§ **What this task involves**: Every line in the entries that holds "match" should be identified and copied.

Items from a data source:
········
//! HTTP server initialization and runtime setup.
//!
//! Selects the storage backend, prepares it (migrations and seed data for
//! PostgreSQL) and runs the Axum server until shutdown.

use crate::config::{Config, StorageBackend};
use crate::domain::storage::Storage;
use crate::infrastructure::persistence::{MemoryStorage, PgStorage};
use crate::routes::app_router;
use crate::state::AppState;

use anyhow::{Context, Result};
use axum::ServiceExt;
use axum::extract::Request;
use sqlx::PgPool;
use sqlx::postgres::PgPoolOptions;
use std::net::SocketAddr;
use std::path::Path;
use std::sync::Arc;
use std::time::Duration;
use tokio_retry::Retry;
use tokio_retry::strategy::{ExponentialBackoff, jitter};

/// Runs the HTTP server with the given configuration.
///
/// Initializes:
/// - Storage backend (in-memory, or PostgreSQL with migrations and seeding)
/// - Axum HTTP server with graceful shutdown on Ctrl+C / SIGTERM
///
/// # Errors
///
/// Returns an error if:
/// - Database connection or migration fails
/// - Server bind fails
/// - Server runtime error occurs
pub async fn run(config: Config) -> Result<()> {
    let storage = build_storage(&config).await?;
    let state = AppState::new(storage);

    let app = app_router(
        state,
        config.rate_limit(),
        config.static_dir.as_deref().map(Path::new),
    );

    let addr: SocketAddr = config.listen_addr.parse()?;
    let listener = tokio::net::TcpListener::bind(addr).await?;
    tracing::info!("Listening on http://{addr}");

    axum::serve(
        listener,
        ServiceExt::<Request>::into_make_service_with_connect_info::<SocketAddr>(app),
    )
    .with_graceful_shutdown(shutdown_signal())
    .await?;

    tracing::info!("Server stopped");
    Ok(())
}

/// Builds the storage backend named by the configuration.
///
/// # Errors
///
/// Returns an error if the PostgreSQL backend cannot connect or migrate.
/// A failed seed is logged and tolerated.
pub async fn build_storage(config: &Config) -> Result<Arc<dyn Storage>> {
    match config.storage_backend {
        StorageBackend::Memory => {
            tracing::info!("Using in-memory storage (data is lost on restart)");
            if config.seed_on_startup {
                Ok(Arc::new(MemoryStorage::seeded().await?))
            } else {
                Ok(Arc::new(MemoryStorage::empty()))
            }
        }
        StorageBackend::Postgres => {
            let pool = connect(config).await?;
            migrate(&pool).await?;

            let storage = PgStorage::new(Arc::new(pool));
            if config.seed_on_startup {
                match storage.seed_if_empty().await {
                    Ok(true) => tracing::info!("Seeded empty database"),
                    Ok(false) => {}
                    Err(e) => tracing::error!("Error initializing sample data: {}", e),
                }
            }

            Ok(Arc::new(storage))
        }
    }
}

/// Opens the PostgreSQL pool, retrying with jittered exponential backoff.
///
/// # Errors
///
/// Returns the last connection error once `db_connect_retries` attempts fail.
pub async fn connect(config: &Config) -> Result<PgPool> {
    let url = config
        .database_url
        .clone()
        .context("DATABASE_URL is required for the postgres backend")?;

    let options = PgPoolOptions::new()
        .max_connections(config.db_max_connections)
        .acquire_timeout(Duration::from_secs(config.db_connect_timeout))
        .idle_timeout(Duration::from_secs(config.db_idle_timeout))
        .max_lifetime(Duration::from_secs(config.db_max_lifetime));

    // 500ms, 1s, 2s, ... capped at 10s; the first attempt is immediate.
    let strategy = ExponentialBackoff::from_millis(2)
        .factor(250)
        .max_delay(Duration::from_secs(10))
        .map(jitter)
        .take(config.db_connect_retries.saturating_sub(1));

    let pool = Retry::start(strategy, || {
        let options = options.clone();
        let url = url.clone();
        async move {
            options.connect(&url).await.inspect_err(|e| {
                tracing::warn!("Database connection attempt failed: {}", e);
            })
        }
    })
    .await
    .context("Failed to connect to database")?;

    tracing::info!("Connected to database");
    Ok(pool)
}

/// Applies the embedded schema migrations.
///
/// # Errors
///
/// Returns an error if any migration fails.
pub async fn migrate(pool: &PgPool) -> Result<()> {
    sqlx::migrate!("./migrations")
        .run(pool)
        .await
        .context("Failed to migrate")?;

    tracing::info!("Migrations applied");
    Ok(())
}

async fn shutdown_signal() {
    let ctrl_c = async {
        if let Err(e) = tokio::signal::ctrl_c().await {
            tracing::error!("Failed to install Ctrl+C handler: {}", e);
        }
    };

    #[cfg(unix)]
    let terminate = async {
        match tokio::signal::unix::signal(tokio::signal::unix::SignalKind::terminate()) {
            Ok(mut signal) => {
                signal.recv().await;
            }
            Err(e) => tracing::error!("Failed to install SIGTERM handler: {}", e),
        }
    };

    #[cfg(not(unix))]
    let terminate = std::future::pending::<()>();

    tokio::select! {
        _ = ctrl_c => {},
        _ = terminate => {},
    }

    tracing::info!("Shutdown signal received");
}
········
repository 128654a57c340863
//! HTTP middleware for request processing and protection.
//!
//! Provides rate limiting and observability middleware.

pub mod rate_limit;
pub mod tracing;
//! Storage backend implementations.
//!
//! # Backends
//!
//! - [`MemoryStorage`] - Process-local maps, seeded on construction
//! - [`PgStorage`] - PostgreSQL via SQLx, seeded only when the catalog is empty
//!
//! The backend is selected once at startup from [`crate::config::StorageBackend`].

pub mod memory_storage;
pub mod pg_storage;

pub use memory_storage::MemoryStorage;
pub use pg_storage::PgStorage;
········
§ **Output of the task**:
    match config.storage_backend {
                match storage.seed_if_empty().await {
        match tokio::signal::unix::signal(tokio::signal::unix::SignalKind::terminate()) {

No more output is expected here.